[Opening Provided data section]
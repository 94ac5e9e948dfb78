//! Stages that transform their parent's output and memoize it on disk.

use super::elliptic::EllipticParams;
use super::filter::FilterParams;
use super::ica::{self, IcaParams};
use super::maxwell::MaxwellParams;
use super::reference::ReReferenceParams;
use super::{mark_bad_channels, CacheState, Connectivity, LoadOptions, RawPipe};
use crate::context::PipelineContext;
use crate::core::{DataKind, Decomposition, RawSignal, SignalInfo, StageType};
use crate::errors::{InvalidParameter, Result};
use crate::io::{file_mtime, latest, PathTemplate};
use crate::observability::ProvenanceLog;
use ndarray::Array2;
use std::path::PathBuf;
use std::sync::Arc;
use std::time::{Instant, SystemTime};
use tracing::{debug, info};

/// The operation a [`CachedPipe`] applies to its parent's output.
#[derive(Debug, Clone, PartialEq)]
pub enum Transform {
    /// FIR band-pass filter.
    Filter(FilterParams),
    /// Elliptic IIR filter.
    Elliptic(EllipticParams),
    /// ICA artifact removal.
    Ica(IcaParams),
    /// Maxwell filter.
    Maxwell(MaxwellParams),
    /// EEG re-referencing.
    ReReference(ReReferenceParams),
}

impl Transform {
    /// The snapshot type tag of stages applying this transform.
    #[must_use]
    pub const fn stage_type(&self) -> StageType {
        match self {
            Self::Filter(_) => StageType::RawFilter,
            Self::Elliptic(_) => StageType::RawFilterElliptic,
            Self::Ica(_) => StageType::RawIca,
            Self::Maxwell(_) => StageType::RawMaxwell,
            Self::ReReference(_) => StageType::RawReReference,
        }
    }

    /// Whether outputs are written to disk unless overridden.
    #[must_use]
    pub const fn caches_by_default(&self) -> bool {
        !matches!(self, Self::ReReference(_))
    }

    /// Whether a change in bad channels invalidates cached outputs.
    #[must_use]
    pub const fn bad_chs_affect_cache(&self) -> bool {
        matches!(self, Self::Maxwell(_))
    }

    pub(crate) fn dict_entries(&self, out: &mut serde_json::Map<String, serde_json::Value>) {
        match self {
            Self::Filter(p) => p.dict_entries(out),
            Self::Elliptic(p) => p.dict_entries(out),
            Self::Ica(p) => p.dict_entries(out),
            Self::Maxwell(p) => p.dict_entries(out),
            Self::ReReference(p) => p.dict_entries(out),
        }
    }
}

/// Snapshot entry shared by linked stages and unlinked definitions.
pub(crate) fn cached_dict(
    name: &str,
    source: &str,
    transform: &Transform,
    cache: bool,
) -> serde_json::Value {
    let mut out = serde_json::Map::new();
    out.insert("type".into(), serde_json::json!(transform.stage_type().tag()));
    out.insert("name".into(), serde_json::json!(name));
    out.insert("source".into(), serde_json::json!(source));
    transform.dict_entries(&mut out);
    if cache != transform.caches_by_default() {
        out.insert("cache".into(), serde_json::json!(cache));
    }
    serde_json::Value::Object(out)
}

/// What a transform sees of the stage it runs in.
pub(crate) struct Upstream<'a> {
    pub name: &'a str,
    pub parent: &'a dyn RawPipe,
    pub ctx: &'a PipelineContext,
}

/// A linked intermediate stage.
#[derive(Debug)]
pub struct CachedPipe {
    name: String,
    parent: Arc<dyn RawPipe>,
    transform: Transform,
    cache_enabled: bool,
    path: PathTemplate,
    ctx: Arc<PipelineContext>,
}

impl CachedPipe {
    /// Links a stage below `parent`.
    ///
    /// `cache` overrides the transform's default caching behaviour.
    #[must_use]
    pub fn new(
        name: &str,
        parent: Arc<dyn RawPipe>,
        transform: Transform,
        cache: Option<bool>,
        ctx: Arc<PipelineContext>,
    ) -> Self {
        let path = PathTemplate::new(ctx.config.cache_path.clone()).partial(&[("raw", name)]);
        Self {
            name: name.to_string(),
            cache_enabled: cache.unwrap_or_else(|| transform.caches_by_default()),
            parent,
            transform,
            path,
            ctx,
        }
    }

    /// The parent stage.
    #[must_use]
    pub fn parent(&self) -> &Arc<dyn RawPipe> {
        &self.parent
    }

    /// The transform applied by this stage.
    #[must_use]
    pub fn transform(&self) -> &Transform {
        &self.transform
    }

    /// Whether outputs are written to disk.
    #[must_use]
    pub fn cache_enabled(&self) -> bool {
        self.cache_enabled
    }

    fn upstream(&self) -> Upstream<'_> {
        Upstream {
            name: &self.name,
            parent: self.parent.as_ref(),
            ctx: &self.ctx,
        }
    }

    fn make(&self, subject: &str, session: &str) -> Result<RawSignal> {
        let up = self.upstream();
        match &self.transform {
            Transform::Filter(p) => p.make(&up, subject, session),
            Transform::Elliptic(p) => p.make(&up, subject, session),
            Transform::Ica(p) => p.make(&up, subject, session),
            Transform::Maxwell(p) => p.make(&up, subject, session),
            Transform::ReReference(p) => p.make(&up, subject, session),
        }
    }

    fn ica_params(&self) -> Result<&IcaParams> {
        match &self.transform {
            Transform::Ica(params) => Ok(params),
            other => Err(InvalidParameter::new(
                "raw",
                format!("{} {:?} is not an ICA stage", other.stage_type(), self.name),
            )
            .into()),
        }
    }

    /// Location of this ICA stage's per-subject artifact.
    ///
    /// # Errors
    ///
    /// Returns [`InvalidParameter`] unless the stage applies ICA.
    pub fn ica_path(&self, subject: &str) -> Result<PathBuf> {
        self.ica_params()?;
        Ok(ica::ica_path(&self.ctx.config, &self.name, subject))
    }

    /// Fits (or confirms) the ICA decomposition of one subject.
    ///
    /// This is the only operation that writes decomposition artifacts;
    /// ordinary loading never fits.
    ///
    /// # Errors
    ///
    /// Returns [`InvalidParameter`] unless the stage applies ICA, and any
    /// error from loading the training sessions or fitting.
    pub fn make_ica(&self, subject: &str) -> Result<PathBuf> {
        self.ica_params()?.make_ica(&self.upstream(), subject)
    }

    /// Reads the ICA decomposition of one subject.
    ///
    /// # Errors
    ///
    /// Returns [`InvalidParameter`] unless the stage applies ICA, and
    /// [`crate::errors::MissingInputFile`] if it was not fitted yet.
    pub fn load_ica(&self, subject: &str) -> Result<Decomposition> {
        self.ica_params()?;
        ica::load_ica(&self.upstream(), subject)
    }

    /// Applies this stage's filter to already loaded data, `[channels, times]`.
    ///
    /// # Errors
    ///
    /// Returns [`InvalidParameter`] for stages that are not filters.
    pub fn filter_data(&self, data: &mut Array2<f64>, sfreq: f64) -> Result<()> {
        let processor = self.ctx.processor.as_ref();
        match &self.transform {
            Transform::Filter(p) => p.filter_data(processor, data, sfreq),
            Transform::Elliptic(p) => p.filter_data(processor, data, sfreq),
            other => Err(InvalidParameter::new(
                "raw",
                format!("{} {:?} does not filter", other.stage_type(), self.name),
            )
            .into()),
        }
    }

    fn is_fresh(&self, path: &std::path::Path, subject: &str, session: &str) -> bool {
        let inputs = self.mtime(subject, session, self.transform.bad_chs_affect_cache());
        matches!((file_mtime(path), inputs), (Some(cached), Some(inputs)) if cached >= inputs)
    }
}

impl RawPipe for CachedPipe {
    fn name(&self) -> &str {
        &self.name
    }

    fn stage_type(&self) -> StageType {
        self.transform.stage_type()
    }

    fn source_name(&self) -> Option<&str> {
        Some(self.parent.name())
    }

    fn as_dict(&self) -> serde_json::Value {
        cached_dict(&self.name, self.parent.name(), &self.transform, self.cache_enabled)
    }

    fn path(&self, subject: &str, session: &str) -> PathBuf {
        self.ctx.format(&self.path, subject, session)
    }

    fn cache(&self, subject: &str, session: &str) -> Result<CacheState> {
        if !self.cache_enabled {
            return Ok(CacheState::Computed(self.make(subject, session)?));
        }
        let path = self.path(subject, session);
        if self.is_fresh(&path, subject, session) {
            debug!(stage = %self.name, subject, session, "Cache is up to date");
            return Ok(CacheState::Current(path));
        }

        if let Some(dir) = path.parent() {
            std::fs::create_dir_all(dir)?;
        }
        let started = Instant::now();
        let raw = self.make(subject, session)?;
        self.ctx.store.write(&path, &raw)?;
        ProvenanceLog::new(&self.as_dict(), self.ctx.processor.as_ref(), started.elapsed())
            .write(&path.with_extension("log"))?;
        info!(
            stage = %self.name,
            subject,
            session,
            path = %path.display(),
            "Cached raw"
        );
        Ok(CacheState::Computed(raw))
    }

    fn load(&self, subject: &str, session: &str, options: LoadOptions) -> Result<RawSignal> {
        let raw = match self.cache(subject, session)? {
            CacheState::Computed(raw) => raw,
            CacheState::Current(path) => self.ctx.store.read(&path, options.preload)?,
        };
        mark_bad_channels(self, raw, subject, session, options.include_bad_channels)
    }

    fn mtime(&self, subject: &str, session: &str, bad_chs: bool) -> Option<SystemTime> {
        let inputs = self.parent.mtime(subject, session, bad_chs);
        match &self.transform {
            // the output depends on the bad channels of every training session
            Transform::Ica(params) => params.sessions.iter().fold(
                latest(inputs, file_mtime(&ica::ica_path(&self.ctx.config, &self.name, subject))),
                |mtime, training| latest(mtime, self.parent.mtime(subject, training, true)),
            ),
            _ => inputs,
        }
    }

    fn get_connectivity(&self, data: DataKind) -> Option<Connectivity> {
        self.parent.get_connectivity(data)
    }

    fn get_sysname(&self, info: &SignalInfo, subject: &str, data: DataKind) -> Result<Option<String>> {
        self.parent.get_sysname(info, subject, data)
    }

    fn load_bad_channels(&self, subject: &str, session: &str) -> Result<Vec<String>> {
        match &self.transform {
            Transform::Ica(params) => params.load_bad_channels(self.parent.as_ref(), subject),
            _ => self.parent.load_bad_channels(subject, session),
        }
    }

    fn make_bad_channels(&self, subject: &str, session: &str, bad_chs: &[String], redo: bool) -> Result<()> {
        self.parent.make_bad_channels(subject, session, bad_chs, redo)
    }

    fn make_bad_channels_auto(&self, subject: &str, session: &str, flat: Option<f64>, redo: bool) -> Result<()> {
        self.parent.make_bad_channels_auto(subject, session, flat, redo)
    }

    fn as_cached(&self) -> Option<&CachedPipe> {
        Some(self)
    }
}

#[cfg(test)]
mod tests {
    use super::*;
    use crate::config::PipelineConfig;
    use crate::errors::RawflowError;
    use crate::processing::Reference;
    use crate::stages::{SourceParams, SourcePipe};
    use crate::testing::{synthetic_signal, write_recording, CountingProcessor};
    use approx::assert_abs_diff_eq;

    struct Fixture {
        _dir: tempfile::TempDir,
        processor: Arc<CountingProcessor>,
        source: Arc<dyn RawPipe>,
        ctx: Arc<PipelineContext>,
    }

    fn fixture() -> Fixture {
        let dir = tempfile::tempdir().unwrap();
        let processor = Arc::new(CountingProcessor::new());
        let ctx = Arc::new(PipelineContext::new(
            PipelineConfig::new(dir.path()).with_sessions(["words"]),
            processor.clone(),
        ));
        let source: Arc<dyn RawPipe> =
            Arc::new(SourcePipe::new("raw", SourceParams::default(), ctx.clone()).unwrap());
        write_recording(&source.path("R01", "words"), &synthetic_signal(&["C1", "C2"], 40));
        Fixture {
            _dir: dir,
            processor,
            source,
            ctx,
        }
    }

    fn filter_stage(f: &Fixture) -> CachedPipe {
        let params = FilterParams::new(Some(1.0), Some(40.0)).unwrap();
        CachedPipe::new("1-40", f.source.clone(), Transform::Filter(params), None, f.ctx.clone())
    }

    #[test]
    fn test_cache_is_idempotent() {
        let f = fixture();
        let stage = filter_stage(&f);

        assert!(stage.cache("R01", "words").unwrap().is_computed());
        assert!(!stage.cache("R01", "words").unwrap().is_computed());
        assert_eq!(f.processor.calls("filter"), 1);

        let path = stage.path("R01", "words");
        assert!(path.exists());
        assert!(path.with_extension("log").exists());
    }

    #[test]
    fn test_load_reads_cache_and_marks_bads() {
        let f = fixture();
        let stage = filter_stage(&f);
        f.source
            .make_bad_channels("R01", "words", &["C2".to_string()], false)
            .unwrap();

        let first = stage.load("R01", "words", LoadOptions::default()).unwrap();
        let second = stage.load("R01", "words", LoadOptions::default()).unwrap();
        assert_eq!(first.data.dim(), second.data.dim());
        for (a, b) in first.data.iter().zip(second.data.iter()) {
            assert_abs_diff_eq!(a, b, epsilon = 1e-9);
        }
        assert_eq!(second.info.bads, vec!["C2"]);
        assert_eq!(f.processor.calls("filter"), 1);
    }

    #[test]
    fn test_uncached_stage_never_writes() {
        let f = fixture();
        let stage = CachedPipe::new(
            "reref",
            f.source.clone(),
            Transform::ReReference(ReReferenceParams::new(Reference::Average)),
            None,
            f.ctx.clone(),
        );
        assert!(!stage.cache_enabled());
        stage.load("R01", "words", LoadOptions::default()).unwrap();
        assert!(stage.cache("R01", "words").unwrap().is_computed());
        assert!(!stage.path("R01", "words").exists());
    }

    #[test]
    fn test_cache_override_in_dict() {
        let f = fixture();
        let params = FilterParams::new(None, Some(40.0)).unwrap();
        let stage = CachedPipe::new("lp", f.source.clone(), Transform::Filter(params), Some(false), f.ctx.clone());
        assert_eq!(stage.as_dict()["cache"], serde_json::json!(false));
        assert!(filter_stage(&f).as_dict().get("cache").is_none());
    }

    #[test]
    fn test_missing_raw_propagates() {
        let f = fixture();
        let stage = filter_stage(&f);
        let err = stage.cache("R02", "words").unwrap_err();
        assert!(matches!(err, RawflowError::MissingInputFile(_)));
        assert!(stage.mtime("R02", "words", false).is_none());
    }

    #[test]
    fn test_non_filter_rejects_filter_data() {
        let f = fixture();
        let stage = CachedPipe::new(
            "mf",
            f.source.clone(),
            Transform::Maxwell(MaxwellParams::default()),
            None,
            f.ctx.clone(),
        );
        let mut data = Array2::zeros((1, 4));
        assert!(stage.filter_data(&mut data, 100.0).is_err());
        assert!(stage.make_ica("R01").is_err());
    }
}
[Closing Provided data section]
Copy out, from the data above, every line holding the word "ProvenanceLog".

#### Answer section
use crate::observability::ProvenanceLog;
        ProvenanceLog::new(&self.as_dict(), self.ctx.processor.as_ref(), started.elapsed())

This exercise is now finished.